Menos mal que llevaba un camisón y que no estaba en ropa interior.
Temerosa de mirarlo, se tapó con la colcha y agarró el vaso.
– Siento que te preocuparas por mí. Te prometo que me lo beberé.
Raúl no se movió del sitio.
Como quería que se fuera cuanto antes, se lo bebió de un trago.
– Ya está -dijo devolviéndole el vaso y mirándolo.
Él también la estaba mirando, pero no sabía con qué intención. Estaba tan viril y guapo.
Se había duchado y afeitado. Sin poder evitarlo, se vio transportada a aquella noche que habían compartido.

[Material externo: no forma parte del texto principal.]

#[async_trait]
impl Provider for HttpAdapter {
    fn name(&self) -> &str {
        &self.name
    }

    fn capabilities(&self) -> ProviderCapabilities {
        ProviderCapabilities {
            streaming: true,
            tool_calling: true,
            vision: self.descriptor.vision,
            reasoning: self.descriptor.reasoning,
            models: self.descriptor.models.iter().map(|m| m.to_string()).collect(),
            features: vec![
                "completion".to_string(),
                "streaming".to_string(),
                "tools".to_string(),
            ],
            request_kinds: vec!["unary".to_string(), "stream".to_string()],
            limits: CapabilityLimits {
                max_concurrent_requests: self.config.max_concurrent_requests,
                ..CapabilityLimits::default()
            },
        }
    }

    fn validate_config(&self, config: &HashMap<String, String>) -> (bool, Vec<String>) {
        let mut missing = Vec::new();
        if self.descriptor.auth != AuthHeader::None
            && config.get("api_key").map(String::is_empty).unwrap_or(true)
        {
            missing.push(format!(
                "api_key is required for provider {} (env {})",
                self.descriptor.name, self.descriptor.env_key
            ));
        }
        if let Some(base_url) = config.get("base_url") {
            if !base_url.is_empty() && !base_url.starts_with("http") {
                missing.push(format!("base_url must be an http(s) URL, got {base_url}"));
            }
        }
        (missing.is_empty(), missing)
    }

    async fn complete(
        &self,
        request: CompletionRequest,
        deadline: Option<Instant>,
    ) -> Result<CompletionResponse, ProviderError> {
        request.validate()?;
        let model = self.model_for(&request);
        let body = self.descriptor.wire.build_body(&request, &model, false)?;

        let started = Instant::now();
        let bytes = retry::execute(&self.config.retry, deadline, || {
            let body = body.clone();
            self.send_once(body)
        })
        .await?;

        let decoded = self.descriptor.wire.parse_response(&bytes)?;
        let latency_ms = started.elapsed().as_millis() as u64;
        debug!(
            provider = %self.name,
            model = %model,
            latency_ms,
            finish = decoded.finish_reason.as_str(),
            "completion finished"
        );
        Ok(self.assemble(&request.id, decoded, latency_ms))
    }

    async fn complete_stream(
        &self,
        request: CompletionRequest,
        deadline: Option<Instant>,
    ) -> Result<CompletionStream, ProviderError> {
        request.validate()?;
        let model = self.model_for(&request);
        let body = self.descriptor.wire.build_body(&request, &model, true)?;

        // The retry engine covers connection establishment; once bytes
        // start flowing the stream is not restartable.
        let response = retry::execute(&self.config.retry, deadline, || {
            let body = body.clone();
            async move {
                let headers = self.auth_headers().await?;
                let response = self
                    .http
                    .post_bytes(self.descriptor.chat_path, body, headers)
                    .await?;
                if !response.status().is_success() {
                    return Err(map_error_response(response).await);
                }
                Ok(response)
            }
        })
        .await?;

        let provider = self.name.clone();
        let request_id = request.id.clone();
        let wire = self.descriptor.wire;
        let started = Instant::now();

        let stream = stream! {
            let mut bytes_stream = response.bytes_stream();
            let mut decoder = SseDecoder::new();
            let mut parser = wire.stream_parser();

            loop {
                let chunk = match deadline {
                    Some(deadline) => {
                        match tokio::time::timeout_at(deadline, bytes_stream.next()).await {
                            Ok(chunk) => chunk,
                            Err(_) => {
                                yield Ok(CompletionResponse::stream_error(
                                    &request_id,
                                    &provider,
                                    &ProviderError::Timeout,
                                ));
                                return;
                            }
                        }
                    }
                    None => bytes_stream.next().await,
                };

                let data = match chunk {
                    Some(Ok(data)) => data,
                    Some(Err(error)) => {
                        // Mid-stream failures surface as one terminal
                        // element, then the stream closes.
                        yield Ok(CompletionResponse::stream_error(
                            &request_id,
                            &provider,
                            &map_transport_error(error),
                        ));
                        return;
                    }
                    None => {
                        // Wire closed without a terminator; emit what
                        // accumulated.
                        let mut done = parser.take_final();
                        if done.finish_reason == FinishReason::None {
                            done.finish_reason = FinishReason::Stop;
                        }
                        let latency = started.elapsed().as_millis() as u64;
                        let confidence =
                            estimate_confidence(done.finish_reason, done.content.len());
                        yield Ok(CompletionResponse {
                            id: request_id.clone(),
                            response_id: done.response_id,
                            provider: provider.clone(),
                            content: done.content,
                            tool_calls: done.tool_calls,
                            finish_reason: done.finish_reason,
                            usage: done.usage,
                            confidence,
                            latency_ms: latency,
                            created_at: Utc::now(),
                        });
                        return;
                    }
                };

                for record in decoder.feed(&data) {
                    let step = match record {
                        SseRecord::Done => Ok(StreamStep::Finished(parser.take_final())),
                        SseRecord::Data(payload) => parser.apply(&payload),
                    };
                    match step {
                        Ok(StreamStep::Delta(text)) => {
                            yield Ok(CompletionResponse::chunk(&request_id, &provider, text));
                        }
                        Ok(StreamStep::Finished(done)) => {
                            let latency = started.elapsed().as_millis() as u64;
                            let confidence =
                                estimate_confidence(done.finish_reason, done.content.len());
                            yield Ok(CompletionResponse {
                                id: request_id.clone(),
                                response_id: done.response_id,
                                provider: provider.clone(),
                                content: done.content,
                                tool_calls: done.tool_calls,
                                finish_reason: done.finish_reason,
                                usage: done.usage,
                                confidence,
                                latency_ms: latency,
                                created_at: Utc::now(),
                            });
                            return;
                        }
                        Ok(StreamStep::Continue) => {}
                        Err(error) => {
                            yield Ok(CompletionResponse::stream_error(
                                &request_id,
                                &provider,
                                &error,
                            ));
                            return;
                        }
                    }
                }
            }
        };

        Ok(Box::pin(stream))
    }

    async fn health_check(&self) -> Result<(), ProviderError> {
        if let Some(models_path) = self.descriptor.models_path {
            let headers = self.auth_headers().await?;
            let response = self.http.get(models_path, headers).await?;
            if !response.status().is_success() {
                return Err(map_error_response(response).await);
            }
            return Ok(());
        }

        // No models endpoint; probe with a one-token completion.
        let mut probe = CompletionRequest::new().with_user_message("Hi");
        probe.max_tokens = 1;
        let deadline = Some(Instant::now() + std::time::Duration::from_secs(10));
        self.complete(probe, deadline).await.map(|_| ())
    }
}
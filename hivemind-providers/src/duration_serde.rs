//! Serde helpers for human-readable durations in config structs.
//!
//! Serializes as a millisecond string ("500ms"); accepts "ms", "s",
//! "m", and "h" suffixes or a bare number of milliseconds.

use serde::{Deserializer, Serializer};
use std::time::Duration;

pub fn serialize<S>(duration: &Duration, serializer: S) -> Result<S::Ok, S::Error>
where
    S: Serializer,
{
    serializer.serialize_str(&format!("{}ms", duration.as_millis()))
}

pub fn deserialize<'de, D>(deserializer: D) -> Result<Duration, D::Error>
where
    D: Deserializer<'de>,
{
    use serde::de::Error;
    use serde::Deserialize;
    use serde_json::Value;

    match Value::deserialize(deserializer)? {
        Value::String(raw) => parse_duration(&raw).map_err(Error::custom),
        Value::Number(n) => {
            let millis = n
                .as_u64()
                .ok_or_else(|| Error::custom("negative or fractional duration"))?;
            Ok(Duration::from_millis(millis))
        }
        _ => Err(Error::custom("expected a duration string or number")),
    }
}

fn parse_duration(raw: &str) -> Result<Duration, String> {
    let raw = raw.trim();
    if raw.is_empty() {
        return Err("empty duration".to_string());
    }

    let (digits, unit_millis) = if let Some(stripped) = raw.strip_suffix("ms") {
        (stripped, 1u64)
    } else if let Some(stripped) = raw.strip_suffix('h') {
        (stripped, 3_600_000)
    } else if let Some(stripped) = raw.strip_suffix('m') {
        (stripped, 60_000)
    } else if let Some(stripped) = raw.strip_suffix('s') {
        (stripped, 1_000)
    } else {
        (raw, 1)
    };

    let value: u64 = digits
        .trim()
        .parse()
        .map_err(|_| format!("invalid duration: {raw}"))?;
    Ok(Duration::from_millis(value * unit_millis))
}
//! Incremental Server-Sent-Events decoder for streaming completions.
//!
//! Providers frame streaming responses as `data: <json>` records
//! separated by blank lines, terminated by a literal `[DONE]` line or a
//! family-specific terminator event. The decoder owns the byte buffer;
//! the adapter feeds it network chunks and drains complete records.

/// One decoded `data:` record.
#[derive(Debug, Clone, PartialEq, Eq)]
pub enum SseRecord {
    /// JSON payload following `data: `
    Data(String),
    /// The literal `[DONE]` terminator
    Done,
}

/// Buffering line decoder. Network chunks can split records anywhere,
/// including mid-UTF-8; undecodable trailing bytes stay buffered until
/// the next chunk completes them.
#[derive(Debug, Default)]
pub struct SseDecoder {
    buffer: Vec<u8>,
}

impl SseDecoder {
    pub fn new() -> Self {
        Self::default()
    }

    /// Feed one network chunk and drain every complete record.
    pub fn feed(&mut self, chunk: &[u8]) -> Vec<SseRecord> {
        self.buffer.extend_from_slice(chunk);

        let mut records = Vec::new();
        while let Some(newline) = self.buffer.iter().position(|&b| b == b'\n') {
            let line: Vec<u8> = self.buffer.drain(..=newline).collect();
            let line = String::from_utf8_lossy(&line);
            let line = line.trim_end_matches(['\n', '\r']).trim();

            let payload = match line.strip_prefix("data:") {
                Some(rest) => rest.trim_start(),
                // Blank separators, comments, and `event:` lines carry
                // no payload we act on.
                None => continue,
            };

            if payload == "[DONE]" {
                records.push(SseRecord::Done);
            } else if !payload.is_empty() {
                records.push(SseRecord::Data(payload.to_string()));
            }
        }
        records
    }
}
//! Vector clocks for causal ordering of memory events across nodes.

use serde::{Deserialize, Serialize};
use std::collections::HashMap;

use crate::error::MemoryError;

/// Per-node monotonic counters capturing causal order across the cluster.
///
/// For any two clocks exactly one of the following holds: equal,
/// happens-before, happens-after, or concurrent.
#[derive(Debug, Clone, Default, PartialEq, Eq, Serialize, Deserialize)]
pub struct VectorClock {
    counters: HashMap<String, u64>,
}

impl VectorClock {
    pub fn new() -> Self {
        Self::default()
    }

    /// Advance this node's counter by one.
    pub fn increment(&mut self, node_id: &str) {
        *self.counters.entry(node_id.to_string()).or_insert(0) += 1;
    }

    /// Merge another clock into this one (pointwise max).
    pub fn update(&mut self, other: &VectorClock) {
        for (node, &count) in &other.counters {
            let entry = self.counters.entry(node.clone()).or_insert(0);
            if count > *entry {
                *entry = count;
            }
        }
    }

    pub fn get(&self, node_id: &str) -> u64 {
        self.counters.get(node_id).copied().unwrap_or(0)
    }

    /// True when every component of `self` is <= the corresponding
    /// component of `other` and at least one is strictly smaller.
    pub fn happens_before(&self, other: &VectorClock) -> bool {
        let mut strictly_smaller = false;

        for (node, &count) in &self.counters {
            let theirs = other.get(node);
            if count > theirs {
                return false;
            }
            if count < theirs {
                strictly_smaller = true;
            }
        }

        // Nodes present only on the other side are implicit zeros here.
        for (node, &count) in &other.counters {
            if count > 0 && !self.counters.contains_key(node) {
                strictly_smaller = true;
            }
        }

        strictly_smaller
    }

    /// Neither clock happens before the other and they are not equal.
    pub fn concurrent(&self, other: &VectorClock) -> bool {
        !self.happens_before(other) && !other.happens_before(self) && self != other
    }

    pub fn is_empty(&self) -> bool {
        self.counters.is_empty()
    }

    pub fn to_json(&self) -> String {
        serde_json::to_string(&self.counters).unwrap_or_else(|_| "{}".to_string())
    }

    pub fn from_json(raw: &str) -> Result<Self, MemoryError> {
        let counters: HashMap<String, u64> =
            serde_json::from_str(raw).map_err(|e| MemoryError::VectorClockParse {
                message: e.to_string(),
            })?;
        Ok(Self { counters })
    }
}

impl<const N: usize> From<[(&str, u64); N]> for VectorClock {
    fn from(entries: [(&str, u64); N]) -> Self {
        Self {
            counters: entries
                .into_iter()
                .map(|(k, v)| (k.to_string(), v))
                .collect(),
        }
    }
}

– Gracias -dijo apartando la mirada-. Estoy bien. Por favor, apaga la luz y vete -añadió con voz incierta.
Raúl siguió sin moverse.
– Como ya habrás visto, el clima aquí es insoportable y no se puede hacer nada. No es fácil vivir aquí.
No tenía sentido decirle que, estando con él, no le importaba.
Él estaba con Elana y la quería a ella lejos. Así sería.
– Es un sitio horrible, tienes razón. Si no te importa, estoy cansada -contestó echándose de espaldas a él y rezando para que se fuera.
Apagó la luz y respiró con dificultad.
– Marcos me está cubriendo, así que me quedaré contigo hasta que te duermas. Las noches aquí son un poco malas al principio.
– Haz lo que te dé la gana, Raúl. Buenas noches-dijo ella con lágrimas en los ojos.
Al poco rato, lo oyó abrir y cerrar la puerta con llave.
«Eso. Enciérrame en una torre de marfil donde nadie me vea».
Agarró la almohada y la abrazó.
Decidió que no iba a volver a Europa. Iba a ir a Salt Lake a hablar con su padre.
Apenas pegó ojo aquella noche y, en cuanto amaneció, se levantó y se duchó.
Se vistió, hizo la cama y salió con su equipaje.
Una vez fuera, vio a unos chiquillos corriendo y hablando en una lengua que ella no conocía. Supuso que sería guaraní, por lo que había leído sobre la región. Había albergado la esperanza de aprender más cosas con Raúl.